__Records shown__.
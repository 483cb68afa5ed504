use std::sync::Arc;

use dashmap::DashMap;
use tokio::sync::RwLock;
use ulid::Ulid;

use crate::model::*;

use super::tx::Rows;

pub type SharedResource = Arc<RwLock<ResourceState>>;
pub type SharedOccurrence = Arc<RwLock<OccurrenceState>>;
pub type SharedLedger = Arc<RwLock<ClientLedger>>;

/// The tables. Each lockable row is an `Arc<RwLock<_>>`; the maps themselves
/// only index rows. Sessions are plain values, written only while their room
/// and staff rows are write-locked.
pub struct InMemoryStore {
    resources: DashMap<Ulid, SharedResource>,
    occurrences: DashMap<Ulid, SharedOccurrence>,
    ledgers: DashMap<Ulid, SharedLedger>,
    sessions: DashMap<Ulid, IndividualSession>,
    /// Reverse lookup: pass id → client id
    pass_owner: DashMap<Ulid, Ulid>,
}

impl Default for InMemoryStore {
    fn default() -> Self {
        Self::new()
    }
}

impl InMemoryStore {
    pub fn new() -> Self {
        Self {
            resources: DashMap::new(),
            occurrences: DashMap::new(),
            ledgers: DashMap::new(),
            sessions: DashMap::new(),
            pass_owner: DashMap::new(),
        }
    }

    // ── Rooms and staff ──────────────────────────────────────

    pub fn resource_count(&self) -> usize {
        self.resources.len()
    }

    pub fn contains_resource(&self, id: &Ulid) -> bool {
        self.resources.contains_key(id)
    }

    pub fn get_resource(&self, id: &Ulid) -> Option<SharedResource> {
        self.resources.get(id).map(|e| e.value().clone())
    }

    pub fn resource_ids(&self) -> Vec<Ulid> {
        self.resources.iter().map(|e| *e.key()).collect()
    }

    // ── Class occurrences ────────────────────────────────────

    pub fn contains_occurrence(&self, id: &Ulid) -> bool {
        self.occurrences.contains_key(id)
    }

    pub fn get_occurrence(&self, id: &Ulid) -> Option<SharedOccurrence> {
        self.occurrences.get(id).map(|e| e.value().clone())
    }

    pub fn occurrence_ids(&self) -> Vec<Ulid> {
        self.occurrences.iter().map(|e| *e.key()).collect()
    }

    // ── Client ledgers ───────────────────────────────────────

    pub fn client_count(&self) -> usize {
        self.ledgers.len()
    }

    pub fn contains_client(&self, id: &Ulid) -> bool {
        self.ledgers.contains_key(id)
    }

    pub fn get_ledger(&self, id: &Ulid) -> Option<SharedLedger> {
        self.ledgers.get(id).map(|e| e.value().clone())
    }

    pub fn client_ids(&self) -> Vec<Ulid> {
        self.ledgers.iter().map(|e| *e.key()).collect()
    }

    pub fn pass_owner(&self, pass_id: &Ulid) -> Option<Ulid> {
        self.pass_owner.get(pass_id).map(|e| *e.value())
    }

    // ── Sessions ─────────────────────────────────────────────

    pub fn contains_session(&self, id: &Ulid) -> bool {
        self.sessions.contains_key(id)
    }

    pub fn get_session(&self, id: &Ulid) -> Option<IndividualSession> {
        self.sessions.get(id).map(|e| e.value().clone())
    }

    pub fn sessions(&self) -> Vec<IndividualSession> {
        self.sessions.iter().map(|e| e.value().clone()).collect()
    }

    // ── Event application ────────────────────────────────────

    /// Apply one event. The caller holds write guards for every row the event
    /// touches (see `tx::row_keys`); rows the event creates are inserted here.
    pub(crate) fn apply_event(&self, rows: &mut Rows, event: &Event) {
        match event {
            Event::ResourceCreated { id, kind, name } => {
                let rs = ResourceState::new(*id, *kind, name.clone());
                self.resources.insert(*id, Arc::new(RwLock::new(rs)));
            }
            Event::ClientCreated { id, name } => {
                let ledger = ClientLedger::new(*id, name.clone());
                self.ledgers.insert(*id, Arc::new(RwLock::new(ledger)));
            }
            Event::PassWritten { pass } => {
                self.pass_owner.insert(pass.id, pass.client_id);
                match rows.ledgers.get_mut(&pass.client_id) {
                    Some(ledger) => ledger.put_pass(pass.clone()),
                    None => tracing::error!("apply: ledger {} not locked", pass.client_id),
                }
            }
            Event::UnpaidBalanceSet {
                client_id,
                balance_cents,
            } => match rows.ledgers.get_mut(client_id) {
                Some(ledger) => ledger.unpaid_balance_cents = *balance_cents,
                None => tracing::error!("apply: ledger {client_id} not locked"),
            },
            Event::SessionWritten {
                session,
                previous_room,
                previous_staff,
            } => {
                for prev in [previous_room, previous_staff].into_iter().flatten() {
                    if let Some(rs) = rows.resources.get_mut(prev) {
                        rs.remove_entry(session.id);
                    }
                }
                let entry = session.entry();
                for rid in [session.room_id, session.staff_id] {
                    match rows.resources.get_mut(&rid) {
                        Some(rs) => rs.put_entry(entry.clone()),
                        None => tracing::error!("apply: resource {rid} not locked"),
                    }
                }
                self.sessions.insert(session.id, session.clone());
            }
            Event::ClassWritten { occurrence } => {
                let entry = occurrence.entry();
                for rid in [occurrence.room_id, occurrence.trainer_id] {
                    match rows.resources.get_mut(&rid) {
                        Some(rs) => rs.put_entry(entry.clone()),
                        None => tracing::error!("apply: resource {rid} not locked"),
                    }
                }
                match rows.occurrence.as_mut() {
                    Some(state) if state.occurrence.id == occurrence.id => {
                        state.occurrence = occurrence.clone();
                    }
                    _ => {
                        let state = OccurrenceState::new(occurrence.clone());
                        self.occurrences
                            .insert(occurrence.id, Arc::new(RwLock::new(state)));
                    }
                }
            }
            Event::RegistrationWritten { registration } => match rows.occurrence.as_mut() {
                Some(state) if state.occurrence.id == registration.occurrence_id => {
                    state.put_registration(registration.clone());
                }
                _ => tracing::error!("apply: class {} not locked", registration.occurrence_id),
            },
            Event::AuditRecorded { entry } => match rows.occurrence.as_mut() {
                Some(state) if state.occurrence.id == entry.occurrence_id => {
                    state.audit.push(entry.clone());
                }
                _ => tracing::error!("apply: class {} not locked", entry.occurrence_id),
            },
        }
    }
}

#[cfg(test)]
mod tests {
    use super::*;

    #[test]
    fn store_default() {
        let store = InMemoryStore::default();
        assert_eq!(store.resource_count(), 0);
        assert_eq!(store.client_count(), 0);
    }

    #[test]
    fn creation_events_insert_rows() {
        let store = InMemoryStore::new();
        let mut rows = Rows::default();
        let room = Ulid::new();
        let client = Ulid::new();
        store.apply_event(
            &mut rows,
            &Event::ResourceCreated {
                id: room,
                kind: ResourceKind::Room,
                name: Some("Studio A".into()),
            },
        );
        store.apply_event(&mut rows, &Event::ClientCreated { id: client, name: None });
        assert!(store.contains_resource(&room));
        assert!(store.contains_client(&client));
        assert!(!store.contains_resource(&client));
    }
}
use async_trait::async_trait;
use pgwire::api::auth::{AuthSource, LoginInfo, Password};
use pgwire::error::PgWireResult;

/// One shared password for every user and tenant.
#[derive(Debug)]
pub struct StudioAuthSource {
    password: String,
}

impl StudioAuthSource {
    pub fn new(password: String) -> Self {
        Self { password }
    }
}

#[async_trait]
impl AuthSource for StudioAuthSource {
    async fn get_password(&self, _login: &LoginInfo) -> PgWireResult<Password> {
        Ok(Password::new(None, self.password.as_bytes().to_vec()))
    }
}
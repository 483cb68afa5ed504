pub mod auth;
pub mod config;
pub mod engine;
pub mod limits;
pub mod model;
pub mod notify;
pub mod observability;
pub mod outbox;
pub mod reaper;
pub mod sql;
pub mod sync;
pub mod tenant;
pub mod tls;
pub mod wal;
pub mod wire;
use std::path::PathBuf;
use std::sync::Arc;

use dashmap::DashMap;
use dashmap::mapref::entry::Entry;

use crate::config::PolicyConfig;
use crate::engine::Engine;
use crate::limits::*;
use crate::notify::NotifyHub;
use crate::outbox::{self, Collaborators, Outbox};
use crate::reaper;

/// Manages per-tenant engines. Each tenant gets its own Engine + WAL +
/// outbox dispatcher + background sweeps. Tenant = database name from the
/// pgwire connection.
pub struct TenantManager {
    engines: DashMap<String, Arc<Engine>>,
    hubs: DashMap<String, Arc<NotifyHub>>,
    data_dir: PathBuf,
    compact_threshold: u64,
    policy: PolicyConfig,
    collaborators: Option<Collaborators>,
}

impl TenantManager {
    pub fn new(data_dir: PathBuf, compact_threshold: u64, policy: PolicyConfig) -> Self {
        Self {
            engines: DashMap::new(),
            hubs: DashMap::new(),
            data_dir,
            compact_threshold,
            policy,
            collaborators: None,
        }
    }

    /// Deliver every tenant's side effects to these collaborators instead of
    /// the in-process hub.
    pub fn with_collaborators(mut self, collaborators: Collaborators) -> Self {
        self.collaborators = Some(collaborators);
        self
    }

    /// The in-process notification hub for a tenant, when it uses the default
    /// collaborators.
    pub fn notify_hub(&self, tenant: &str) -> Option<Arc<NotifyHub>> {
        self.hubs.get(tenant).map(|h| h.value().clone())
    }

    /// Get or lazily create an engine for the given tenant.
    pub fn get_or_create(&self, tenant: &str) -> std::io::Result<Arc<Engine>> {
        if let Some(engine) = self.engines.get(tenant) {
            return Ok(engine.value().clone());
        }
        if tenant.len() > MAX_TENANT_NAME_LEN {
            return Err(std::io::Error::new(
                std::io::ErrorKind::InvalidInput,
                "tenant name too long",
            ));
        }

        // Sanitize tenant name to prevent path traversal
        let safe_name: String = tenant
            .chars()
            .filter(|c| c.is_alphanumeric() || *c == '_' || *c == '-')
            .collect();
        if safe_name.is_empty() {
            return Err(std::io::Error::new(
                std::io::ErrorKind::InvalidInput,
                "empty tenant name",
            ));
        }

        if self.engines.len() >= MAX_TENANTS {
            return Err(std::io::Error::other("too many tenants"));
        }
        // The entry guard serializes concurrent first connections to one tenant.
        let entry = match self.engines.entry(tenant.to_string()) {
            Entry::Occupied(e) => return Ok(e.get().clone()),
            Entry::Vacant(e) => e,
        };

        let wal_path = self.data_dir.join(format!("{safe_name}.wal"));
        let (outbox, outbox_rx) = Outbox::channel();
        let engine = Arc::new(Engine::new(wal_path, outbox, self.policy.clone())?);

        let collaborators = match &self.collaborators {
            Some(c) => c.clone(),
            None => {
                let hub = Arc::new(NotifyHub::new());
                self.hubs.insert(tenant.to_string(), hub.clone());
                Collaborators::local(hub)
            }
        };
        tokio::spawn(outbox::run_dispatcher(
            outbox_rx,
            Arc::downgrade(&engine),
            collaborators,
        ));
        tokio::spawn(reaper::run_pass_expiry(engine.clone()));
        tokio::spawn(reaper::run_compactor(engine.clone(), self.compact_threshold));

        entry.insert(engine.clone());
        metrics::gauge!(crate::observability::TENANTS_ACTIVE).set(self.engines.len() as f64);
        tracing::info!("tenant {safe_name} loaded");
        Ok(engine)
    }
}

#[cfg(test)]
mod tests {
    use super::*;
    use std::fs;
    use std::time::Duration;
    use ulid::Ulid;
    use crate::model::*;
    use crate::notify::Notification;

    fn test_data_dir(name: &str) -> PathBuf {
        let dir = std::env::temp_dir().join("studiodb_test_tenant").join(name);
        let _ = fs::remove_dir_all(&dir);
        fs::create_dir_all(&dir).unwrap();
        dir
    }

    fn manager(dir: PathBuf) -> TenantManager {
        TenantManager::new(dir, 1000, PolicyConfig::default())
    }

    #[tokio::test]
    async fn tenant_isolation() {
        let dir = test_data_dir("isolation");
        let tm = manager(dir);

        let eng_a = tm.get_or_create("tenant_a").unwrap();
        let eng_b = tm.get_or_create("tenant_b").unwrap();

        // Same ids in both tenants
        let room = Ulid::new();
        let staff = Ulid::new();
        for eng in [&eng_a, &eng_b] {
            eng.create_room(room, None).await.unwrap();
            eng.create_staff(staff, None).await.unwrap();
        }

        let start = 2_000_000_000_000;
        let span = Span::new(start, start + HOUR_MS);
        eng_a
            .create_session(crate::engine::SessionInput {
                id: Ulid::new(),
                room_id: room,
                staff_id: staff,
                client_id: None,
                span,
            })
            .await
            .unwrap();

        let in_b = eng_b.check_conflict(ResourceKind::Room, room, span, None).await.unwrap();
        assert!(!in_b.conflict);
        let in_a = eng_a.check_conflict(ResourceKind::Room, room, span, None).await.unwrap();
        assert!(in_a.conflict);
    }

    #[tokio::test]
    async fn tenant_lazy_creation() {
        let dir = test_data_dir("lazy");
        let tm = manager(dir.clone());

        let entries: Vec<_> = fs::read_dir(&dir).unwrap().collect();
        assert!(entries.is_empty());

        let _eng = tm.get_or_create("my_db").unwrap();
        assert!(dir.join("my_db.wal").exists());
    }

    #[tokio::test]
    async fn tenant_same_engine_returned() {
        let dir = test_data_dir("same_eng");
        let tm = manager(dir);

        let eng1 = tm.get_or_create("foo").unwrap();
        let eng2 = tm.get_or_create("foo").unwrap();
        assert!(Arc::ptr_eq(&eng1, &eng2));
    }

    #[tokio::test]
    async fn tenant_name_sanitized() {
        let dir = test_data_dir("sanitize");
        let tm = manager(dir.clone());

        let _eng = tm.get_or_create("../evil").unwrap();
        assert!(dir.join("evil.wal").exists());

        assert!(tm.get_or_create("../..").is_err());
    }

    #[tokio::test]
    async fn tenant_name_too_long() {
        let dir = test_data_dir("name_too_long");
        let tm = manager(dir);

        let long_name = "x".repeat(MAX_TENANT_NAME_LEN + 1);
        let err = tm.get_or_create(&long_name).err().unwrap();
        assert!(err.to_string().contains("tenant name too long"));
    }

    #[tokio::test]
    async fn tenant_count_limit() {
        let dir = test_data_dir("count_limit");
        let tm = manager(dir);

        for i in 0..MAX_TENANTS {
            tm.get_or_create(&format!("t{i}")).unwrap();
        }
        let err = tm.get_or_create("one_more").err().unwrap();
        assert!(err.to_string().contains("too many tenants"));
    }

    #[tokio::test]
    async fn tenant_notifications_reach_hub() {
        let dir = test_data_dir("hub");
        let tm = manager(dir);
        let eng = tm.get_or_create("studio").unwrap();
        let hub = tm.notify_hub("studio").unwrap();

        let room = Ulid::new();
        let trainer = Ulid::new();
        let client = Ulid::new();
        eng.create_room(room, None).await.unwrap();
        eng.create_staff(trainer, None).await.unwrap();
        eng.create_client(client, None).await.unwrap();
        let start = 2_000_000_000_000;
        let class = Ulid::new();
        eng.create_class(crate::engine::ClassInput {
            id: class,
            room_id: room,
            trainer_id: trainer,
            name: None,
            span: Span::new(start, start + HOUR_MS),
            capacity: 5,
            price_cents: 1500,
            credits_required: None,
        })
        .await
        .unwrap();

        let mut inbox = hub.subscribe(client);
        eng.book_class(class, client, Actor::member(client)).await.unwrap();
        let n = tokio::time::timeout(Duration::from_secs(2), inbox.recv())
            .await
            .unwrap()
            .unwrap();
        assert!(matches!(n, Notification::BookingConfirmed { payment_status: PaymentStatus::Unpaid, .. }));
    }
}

__The problem__.
Starting with the first line of the listing above and ending with the line that holds "pub type SharedLedger", return those lines exactly as written, both included.

__Exercise solution__.
repository 483cb68afa5ed504
use std::sync::Arc;

use dashmap::DashMap;
use tokio::sync::RwLock;
use ulid::Ulid;

use crate::model::*;

use super::tx::Rows;

pub type SharedResource = Arc<RwLock<ResourceState>>;
pub type SharedOccurrence = Arc<RwLock<OccurrenceState>>;
pub type SharedLedger = Arc<RwLock<ClientLedger>>;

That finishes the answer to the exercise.